Recently, I wrote about the NFL adopting Sony’s Hawk-Eye technology to measure first downs and what it might mean for the Buffalo Bills in 2025. In doing so, I opened up the idea that changing rules and specifically the adoption of technology to take over officiating duties moves roughly as quickly as molasses.
What I failed to mention (as it makes for another good conversation) is that the slow rate of adoption is almost certainly a good thing for the league.
Glitches, human limits, and the dirty “J” word
Glitches
First and foremost, at some point almost all of us have been an early adopter for some form of technology. For me, a lot of my early adopting has been with video game tech. What do early adopters often suffer through? Glitches, malfunctions, and problems.
With my first Xbox 360 for instance, I got so good with thermal paste to repair the RRoD that I could perform the operation in 10-15 minutes. I can clean a PS4 from the inside out at a similar fast pace. I’m veteran enough in Dark Souls to remember Havel cosplayers doing handsprings through the woods in the mountain of stone armor while dragon bros used dupe glitches to make AoE attacks out of just about anything.
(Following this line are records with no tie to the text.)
//! Event dispatcher: applies entity lifecycle events to the label index.

use std::collections::HashMap;
use std::fmt;
use std::sync::Arc;

use label_exporter_common::entity::{EntityKey, EntityKind};
use tracing::{debug, trace, warn};

use crate::filter::LabelFilter;
use crate::index::{AddOutcome, RemoveOutcome, SharedIndex};
use crate::metrics::{EventOutcome, ExporterMetrics};

/// A lifecycle event for one entity.
#[derive(Debug, Clone, PartialEq, Eq)]
pub enum LabelEvent {
    /// The entity exists with this full label map.
    Added {
        kind: EntityKind,
        key: EntityKey,
        labels: HashMap<String, String>,
    },
    /// The entity is gone.
    Removed { kind: EntityKind, key: EntityKey },
}

impl LabelEvent {
    pub fn kind(&self) -> EntityKind {
        match self {
            LabelEvent::Added { kind, .. } | LabelEvent::Removed { kind, .. } => *kind,
        }
    }

    pub fn key(&self) -> &EntityKey {
        match self {
            LabelEvent::Added { key, .. } | LabelEvent::Removed { key, .. } => key,
        }
    }
}

/// Why an incoming event could not be turned into a [`LabelEvent`].
#[derive(Debug, Clone, Copy, PartialEq, Eq)]
pub enum DiscardReason {
    /// The payload or key does not describe an entity.
    Malformed,
    /// The event is about a kind of resource that is not tracked.
    UnsupportedKind,
}

/// What dispatching an event did.
#[derive(Debug, Clone, PartialEq, Eq)]
pub enum DispatchOutcome {
    Added(AddOutcome),
    Removed(RemoveOutcome),
}

/// Routes lifecycle events to the label index.
#[derive(Debug)]
pub struct EventDispatcher {
    index: SharedIndex,
    filter: LabelFilter,
    metrics: ExporterMetrics,
}

impl EventDispatcher {
    pub fn new(index: SharedIndex, filter: LabelFilter, metrics: ExporterMetrics) -> Self {
        Self {
            index,
            filter,
            metrics,
        }
    }

    pub fn index(&self) -> &SharedIndex {
        &self.index
    }

    pub fn metrics(&self) -> &ExporterMetrics {
        &self.metrics
    }

    /// Apply one event to the index.
    pub fn dispatch(&self, event: LabelEvent) -> DispatchOutcome {
        let outcome = match event {
            LabelEvent::Added { kind, key, labels } => match kind {
                EntityKind::Pod => DispatchOutcome::Added(self.added(&key, &labels)),
            },
            LabelEvent::Removed { kind, key } => match kind {
                EntityKind::Pod => DispatchOutcome::Removed(self.removed(&key)),
            },
        };

        let (entities, known) = self.index.counts();
        self.metrics.set_index_size(entities, known);

        outcome
    }

    /// Record an event that was dropped before reaching the index.
    pub fn discard(&self, reason: DiscardReason, key: &str, detail: &dyn fmt::Display) {
        match reason {
            DiscardReason::Malformed => {
                warn!(key = %key, error = %detail, "Discarding malformed event");
                self.metrics.record_event(EventOutcome::Malformed);
            }
            DiscardReason::UnsupportedKind => {
                debug!(key = %key, reason = %detail, "Ignoring event for unsupported kind");
                self.metrics.record_event(EventOutcome::UnsupportedKind);
            }
        }
    }

    fn added(&self, key: &EntityKey, labels: &HashMap<String, String>) -> AddOutcome {
        let outcome = self.index.apply_add(key, labels, &self.filter);

        match &outcome {
            AddOutcome::NotOptedIn => {
                trace!(
                    entity = %key,
                    "Entity does not carry the opt-in label"
                );
                self.metrics.record_event(EventOutcome::NotOptedIn);
            }
            AddOutcome::Tracked { created, labels } => {
                debug!(entity = %key, created, labels, "Entity labels recorded");
                self.metrics.record_event(EventOutcome::Tracked);
            }
        }

        outcome
    }

    fn removed(&self, key: &EntityKey) -> RemoveOutcome {
        let outcome = self.index.apply_remove(key);

        match &outcome {
            RemoveOutcome::Absent => {
                trace!(entity = %key, "Removed entity was not tracked");
                self.metrics.record_event(EventOutcome::Absent);
            }
            RemoveOutcome::Removed { purged } => {
                debug!(entity = %key, purged = ?purged, "Entity removed");
                self.metrics.record_event(EventOutcome::Removed);
            }
        }

        outcome
    }
}

/// Create a shareable dispatcher handle.
pub type SharedDispatcher = Arc<EventDispatcher>;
Maybe you don’t get these exact references, but we all understand glitches. At some point this coming season, it’s almost certain there will be a problem with Hawk-Eye. It will slow a game down. Fans will be annoyed.
Now let’s pivot hypothetical. What if the NFL used similar tech to gauge out of bounds; or forward progress? What about leveraging AI to determine “down by contact” in key situations? Let’s get really hypothetical and say the NFL decides to add all of these in a single season. One interruption by glitch would now be five. Games could come to a halt. Fans are now very upset.
Human limitations
I know there’s a lot of hate levied on NFL refs and commonly people ask for the league to hire full-timers. I personally don’t believe that would help much. Refs at this level have been doing it forever and experience/development almost always has a plateau.
What this means is that most officiating is an ingrained habit — muscle memory if you will. My judo instructor was a stickler for never moving on to a new technique until the old one was in good shape. In his words, “It takes 10 times longer to unlearn a bad habit than it takes to learn it the right way.”
Refs are used to looking to the chain gang for measurements. There’s a process and a rhythm to that situation. The Hawk-Eye system should be similar flow but different from the muscle memory. It will take mental energy to relearn this. By the way, they actually have to now know two procedures for this. If the Hawk-Eye system goes down, that means the chain gang comes back out.
Reffing requires rapid-fire information processing and making decisions based on what they’ve learned and practiced. Let’s go back to video games for an example. You’re playing your favorite game: One button is used to jump, another for interacting with switches/doors, and yet another to use inventory items. Left stick is movement, right is camera. You get the idea.
If I swap the jump button with the button to use items and ask you to pop back into the game, I expect you’re going to miss a few jumps and use an item instead. Or maybe you try to use a healing potion and are left shaking your head as your character dexterously jumps into the air to be finished off thanks to missing that moment to restore your HP. That will happen to most of us even if I tell you I swapped the mapping.
Now imagine the entire layout is different. Up is down, right stick is now movement, cats and dogs living together. You get the idea. We’ve now gone from an inconvenience to a major obstacle to play.
The dirty “J” word
Not only are refs working from memory/habit and reaction time, but their job requires constant use of judgment. We want that judgment to be fair, balanced, and even-keeled. What we don’t want is that judgment being clouded by frustration.
The mental energy dedicated to relearning can impact judgment in more than one way. Trying to remember what’s new takes attention away. A missed detail can be the difference between a call or no-call. That’s a problem for the officials.
As someone whose full-time work hinges on objectivity, I can assure you that even unbiased people are not emotionless. The more we get out of our comfort zone, the greater the chance at anxiety. Relearning an item or two can increase anxiety. Relearning a pile of new things while a crowd of millions is watching you do so might be too much.
The Final Straw
Personally speaking, I believe the trickling in of new technology is a good thing. We want things to be called right, but we also want to watch a game. Incremental improvements allow for flow disruption to be decreased as well as allow the human officials to stay on top of what’s already happening rather than feeling like the wheel is being reinvented.
It’s easy to talk about the little irritations in football that can be improved. Let’s face it though, if there wasn’t more about the sport we believe goes right than wrong we wouldn’t be watching. The trickle allows us to keep the right while working towards reducing the wrong.